The interview will be published in 2 installments just like last month, with the first one zooming in on Dave’s career at Commodore and his work on the various systems. Part 2, next Friday, looks at “life after Commodore” and looks back with some personal views on how Commodore has influenced him.
Robby: How did you start your career in the IT industry?
Dave: I was always interested in making things. As a little kid, I used to build tree houses, forts, various downhill vehicles. I made a working radio and a magnetic induction transmitter/receiver for projects in Junior High, I taught myself programming when I was 12, thanks to a desktop HP calculator and my Dad’s login on a Bell Labs mainframe over the weekends. I took electronics each year in High School, and actually taught most of the first semester computer programming course my senior year, as our computer teacher had broken a collar bone and was out most of the semester.
So, not surprisingly, I went to college (Carnegie-Mellon) for Electrical Engineering. I added Math/CS as a dual degree, and almost had the scheduling down to toss Psychology in there too… but not quite. So I “only” took five courses in Cognitive Psychology.

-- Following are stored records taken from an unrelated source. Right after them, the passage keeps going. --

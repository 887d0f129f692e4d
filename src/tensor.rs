use crate::math::Matrix;

/// N-dimensional tensor backed by a flat `Vec<f32>`.
///
/// The tensor stores its shape explicitly. The recurrent layers compute on
/// 2-D [`Matrix`] values one time step (or one layer) at a time; the results
/// handed to callers are assembled into rank-3 tensors such as
/// `(batch, time, features)` or `(layers, batch, hidden)`.
#[derive(Clone, Debug, PartialEq)]
pub struct Tensor {
    /// Tensor elements in row-major order.
    pub data: Vec<f32>,
    /// Sizes for each dimension.
    pub shape: Vec<usize>,
}

impl Tensor {
    /// Create a new tensor from raw parts.  The number of elements in `data`
    /// must match the product of the requested `shape`.
    pub fn new(data: Vec<f32>, shape: Vec<usize>) -> Self {
        assert_eq!(data.len(), shape.iter().product::<usize>());
        Tensor { data, shape }
    }

    /// Stack equally shaped matrices along a new leading axis, producing a
    /// `(n, rows, cols)` tensor.
    pub fn stack(mats: &[Matrix]) -> Self {
        let (rows, cols) = mats.first().map_or((0, 0), |m| m.shape());
        let mut data = Vec::with_capacity(mats.len() * rows * cols);
        for m in mats {
            assert_eq!(m.shape(), (rows, cols), "cannot stack matrices of different shapes");
            data.extend_from_slice(&m.data);
        }
        Tensor::new(data, vec![mats.len(), rows, cols])
    }

    /// Split a rank-3 tensor along its leading axis.
    pub fn unstack(&self) -> Vec<Matrix> {
        assert_eq!(self.shape.len(), 3, "unstack expects a rank-3 tensor");
        (0..self.shape[0]).map(|i| self.matrix(i)).collect()
    }

    /// The `i`-th slice along the leading axis of a rank-3 tensor.
    pub fn matrix(&self, i: usize) -> Matrix {
        assert_eq!(self.shape.len(), 3, "matrix expects a rank-3 tensor");
        let (rows, cols) = (self.shape[1], self.shape[2]);
        let size = rows * cols;
        Matrix::from_vec(rows, cols, self.data[i * size..(i + 1) * size].to_vec())
    }

    /// Compute the flat index for a multi-dimensional coordinate.
    fn offset(&self, idx: &[usize]) -> usize {
        assert_eq!(idx.len(), self.shape.len());
        let mut stride = 1;
        let mut off = 0usize;
        for (i, &dim) in self.shape.iter().rev().enumerate() {
            let id = idx[self.shape.len() - 1 - i];
            assert!(id < dim, "index out of bounds");
            off += id * stride;
            stride *= dim;
        }
        off
    }

    /// Basic immutable indexing.
    pub fn get(&self, idx: &[usize]) -> f32 {
        let off = self.offset(idx);
        self.data[off]
    }

    /// Mutable indexing support.
    pub fn set(&mut self, idx: &[usize], value: f32) {
        let off = self.offset(idx);
        self.data[off] = value;
    }

    /// Contiguous innermost-axis slice at the given outer coordinate, e.g.
    /// the feature vector at `[batch, time]` of a rank-3 tensor.
    pub fn lane(&self, outer: &[usize]) -> &[f32] {
        assert_eq!(outer.len() + 1, self.shape.len());
        let inner = *self.shape.last().unwrap_or(&0);
        let mut idx = outer.to_vec();
        idx.push(0);
        let off = self.offset(&idx);
        &self.data[off..off + inner]
    }

    pub fn lane_mut(&mut self, outer: &[usize]) -> &mut [f32] {
        assert_eq!(outer.len() + 1, self.shape.len());
        let inner = *self.shape.last().unwrap_or(&0);
        let mut idx = outer.to_vec();
        idx.push(0);
        let off = self.offset(&idx);
        &mut self.data[off..off + inner]
    }

    /// Swap the two leading axes of a rank-3 tensor:
    /// `(a, b, c) -> (b, a, c)`.
    pub fn transpose_01(&self) -> Tensor {
        assert_eq!(self.shape.len(), 3, "transpose_01 expects a rank-3 tensor");
        let (a, b, c) = (self.shape[0], self.shape[1], self.shape[2]);
        let mut out = vec![0.0; self.data.len()];
        for i in 0..a {
            for j in 0..b {
                let src = (i * b + j) * c;
                let dst = (j * a + i) * c;
                out[dst..dst + c].copy_from_slice(&self.data[src..src + c]);
            }
        }
        Tensor::new(out, vec![b, a, c])
    }

    /// Create a tensor of zeros with the given shape.
    pub fn zeros(shape: Vec<usize>) -> Self {
        let len: usize = shape.iter().product();
        Tensor {
            data: vec![0.0; len],
            shape,
        }
    }

    /// Create a tensor filled with `value`.
    pub fn filled(shape: Vec<usize>, value: f32) -> Self {
        let len: usize = shape.iter().product();
        Tensor {
            data: vec![value; len],
            shape,
        }
    }
}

During college, I worked two summers at Bell Labs. My Dad managed to get me an interview for this with an on-campus recruiter, so I was hired. It was my one real positive “big company” experience, largely because Bell Labs in those days ran as a network of departments, each one working like a small company. From College, I started out of school at General Electric in Philadelphia. I almost certainly would have gone to Bell Labs, but 1983 was the year of the AT&T breakup, and they had a company-wide hiring freeze.
GE was everything bad you can imagine about a big company, at least their branch in Philly. I was ready to leave after two months, and did, after four months. They had something like 50 people on a single VAX computer, many running simulations. After I had figured out how to schedule my stuff with higher priority than most others (spawn it as a background job, rather than submitting as a batch job… this was under VAX/VMS), I was still getting hours between results. So I also wrote a LISP interpreter to pass the time.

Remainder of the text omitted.